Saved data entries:
//! Device context: owns the `wgpu::Device`/`Queue` pair the executor submits
//! work to, and wraps driver calls with the error-recovery discipline the
//! rest of this codebase applies to GPU operations.
//!
//! Adapted from the engine's `GpuErrorRecovery`/`SafeCommandEncoder`: the
//! panic-catching and device-lost bookkeeping are kept, but the vocabulary is
//! the executor's (compile/launch) rather than a render frame's.

use std::panic;
use std::sync::atomic::{AtomicBool, AtomicU32, Ordering};
use std::sync::Arc;

use thiserror::Error;

/// Errors from the underlying GPU driver/runtime, as distinct from the
/// executor's own shape/allocation/compile errors.
#[derive(Debug, Error)]
pub enum DeviceError {
    #[error("GPU device lost")]
    DeviceLost,

    #[error("too many GPU errors ({count}), device considered lost")]
    TooManyErrors { count: u32 },

    #[error("GPU operation panicked: {message}")]
    Panic { message: String },

    #[error("GPU operation failed: {message}")]
    OperationFailed { message: String },
}

/// Owns the device/queue pair and tracks device-lost state across calls.
pub struct DeviceContext {
    device: Arc<wgpu::Device>,
    queue: Arc<wgpu::Queue>,
    device_lost: AtomicBool,
    error_count: AtomicU32,
    max_errors: u32,
}

impl DeviceContext {
    pub fn new(device: Arc<wgpu::Device>, queue: Arc<wgpu::Queue>) -> Self {
        let device_lost = Arc::new(AtomicBool::new(false));
        let device_lost_clone = device_lost.clone();

        device.on_uncaptured_error(Box::new(move |error| {
            log::error!("[DeviceContext] uncaptured GPU error: {:?}", error);
            if let wgpu::Error::OutOfMemory { .. } = error {
                device_lost_clone.store(true, Ordering::Relaxed);
            }
        }));

        Self {
            device,
            queue,
            device_lost: AtomicBool::new(false),
            error_count: AtomicU32::new(0),
            max_errors: 10,
        }
    }

    pub fn device(&self) -> &wgpu::Device {
        &self.device
    }

    pub fn queue(&self) -> &wgpu::Queue {
        &self.queue
    }

    pub fn is_device_lost(&self) -> bool {
        self.device_lost.load(Ordering::Relaxed)
    }

    /// Runs a compile or launch operation with panic containment and
    /// device-lost bookkeeping. Every driver call the executor makes
    /// (shader module creation, buffer allocation, queue submission, function
    /// attribute queries) goes through this wrapper.
    pub fn execute_with_recovery<F, R>(&self, operation: F) -> Result<R, DeviceError>
    where
        F: FnOnce() -> Result<R, DeviceError>,
    {
        if self.is_device_lost() {
            return Err(DeviceError::DeviceLost);
        }

        let error_count = self.error_count.fetch_add(1, Ordering::Relaxed);
        if error_count > self.max_errors {
            log::error!(
                "[DeviceContext] too many GPU errors ({}), forcing recovery",
                error_count
            );
            self.device_lost.store(true, Ordering::Relaxed);
            return Err(DeviceError::TooManyErrors { count: error_count });
        }

        let result = panic::catch_unwind(panic::AssertUnwindSafe(operation));
        match result {
            Ok(Ok(value)) => {
                self.error_count.store(0, Ordering::Relaxed);
                Ok(value)
            }
            Ok(Err(e)) => {
                log::warn!("[DeviceContext] operation failed: {}", e);
                Err(e)
            }
            Err(panic_info) => {
                let msg = if let Some(s) = panic_info.downcast_ref::<String>() {
                    s.clone()
                } else if let Some(s) = panic_info.downcast_ref::<&str>() {
                    s.to_string()
                } else {
                    "unknown panic".to_string()
                };
                log::error!("[DeviceContext] GPU operation panicked: {}", msg);
                self.device_lost.store(true, Ordering::Relaxed);
                Err(DeviceError::Panic { message: msg })
            }
        }
    }

    /// Submits command buffers with the same recovery wrapper as every other
    /// driver call.
    pub fn submit_with_recovery(
        &self,
        command_buffers: Vec<wgpu::CommandBuffer>,
    ) -> Result<wgpu::SubmissionIndex, DeviceError> {
        self.execute_with_recovery(|| Ok(self.queue.submit(command_buffers)))
    }

    /// Blocks the calling thread until all submitted work completes. Used by
    /// the synchronous test surface (`compile_rtc`/`run_rtc`) and by NaN-fill
    /// verification; never called on the hot launch path (SPEC_FULL §5: the
    /// launch itself stays asynchronous).
    pub fn wait_idle(&self) {
        self.device.poll(wgpu::Maintain::Wait);
    }
}

impl From<DeviceError> for crate::error::ExecutorError {
    fn from(err: DeviceError) -> Self {
        crate::error::ExecutorError::Device {
            operation: "driver call".to_string(),
            message: err.to_string(),
        }
    }
}
//! Error types for the fusion executor.
//!
//! One enum covers every failure mode named in the executor's contract: shape
//! resolution, allocation-domain traversal, launch-parameter validation,
//! compilation, and the persisted-state path.

use thiserror::Error;

/// Errors raised by the fusion executor.
#[derive(Debug, Error)]
pub enum ExecutorError {
    #[error("extent for symbol '{symbol}' could not be resolved")]
    ShapeUnresolved { symbol: String },

    #[error("allocation-to-logical traversal produced a rank mismatch: frontier has {frontier_rank} dims, logical domain has {logical_rank}")]
    RankMismatch {
        frontier_rank: usize,
        logical_rank: usize,
    },

    #[error("allocation transform unsupported: {kind}")]
    UnsupportedAllocTransform { kind: String },

    #[error("kernel precondition failed: {message}")]
    InvalidProgram { message: String },

    #[error("index type conflict: argument width requires {required:?} but {demanded_by} demands {demanded:?}")]
    IndexTypeConflict {
        required: IndexType,
        demanded: IndexType,
        demanded_by: String,
    },

    #[error("device capability {found:?} below kernel minimum {minimum:?}")]
    DeviceTooOld {
        found: (u32, u32),
        minimum: (u32, u32),
    },

    #[error("shared memory exceeded: static {static_bytes} + dynamic {dynamic_bytes} > device limit {limit_bytes}")]
    SharedMemoryExceeded {
        static_bytes: u32,
        dynamic_bytes: u32,
        limit_bytes: u32,
    },

    #[error("kernel declares a dynamic local-memory allocation of non-constant size '{name}'")]
    DynamicLocalAllocation { name: String },

    #[error("cooperative launch would exceed resident capacity: grid size {grid_size} > resident capacity {resident_capacity}")]
    CooperativeTooLarge {
        grid_size: u32,
        resident_capacity: u32,
    },

    #[error("no NaN-fill sentinel defined for element type {dtype:?}")]
    UnknownDtype { dtype: crate::ir::ElemType },

    #[error("I/O error during {context}: {source}")]
    Io {
        context: String,
        #[source]
        source: std::io::Error,
    },

    #[error("serialization error during {context}: {message}")]
    Serialization { context: String, message: String },

    #[error("GPU driver error during {operation}: {message}")]
    Device { operation: String, message: String },
}

/// Convenience alias used throughout the executor.
pub type ExecutorResult<T> = Result<T, ExecutorError>;

use crate::ir::IndexType;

**Task instructions**: Return, from the data, each line that has the word "fusion" in it.

**Answer section**:
//! Error types for the fusion executor.
/// Errors raised by the fusion executor.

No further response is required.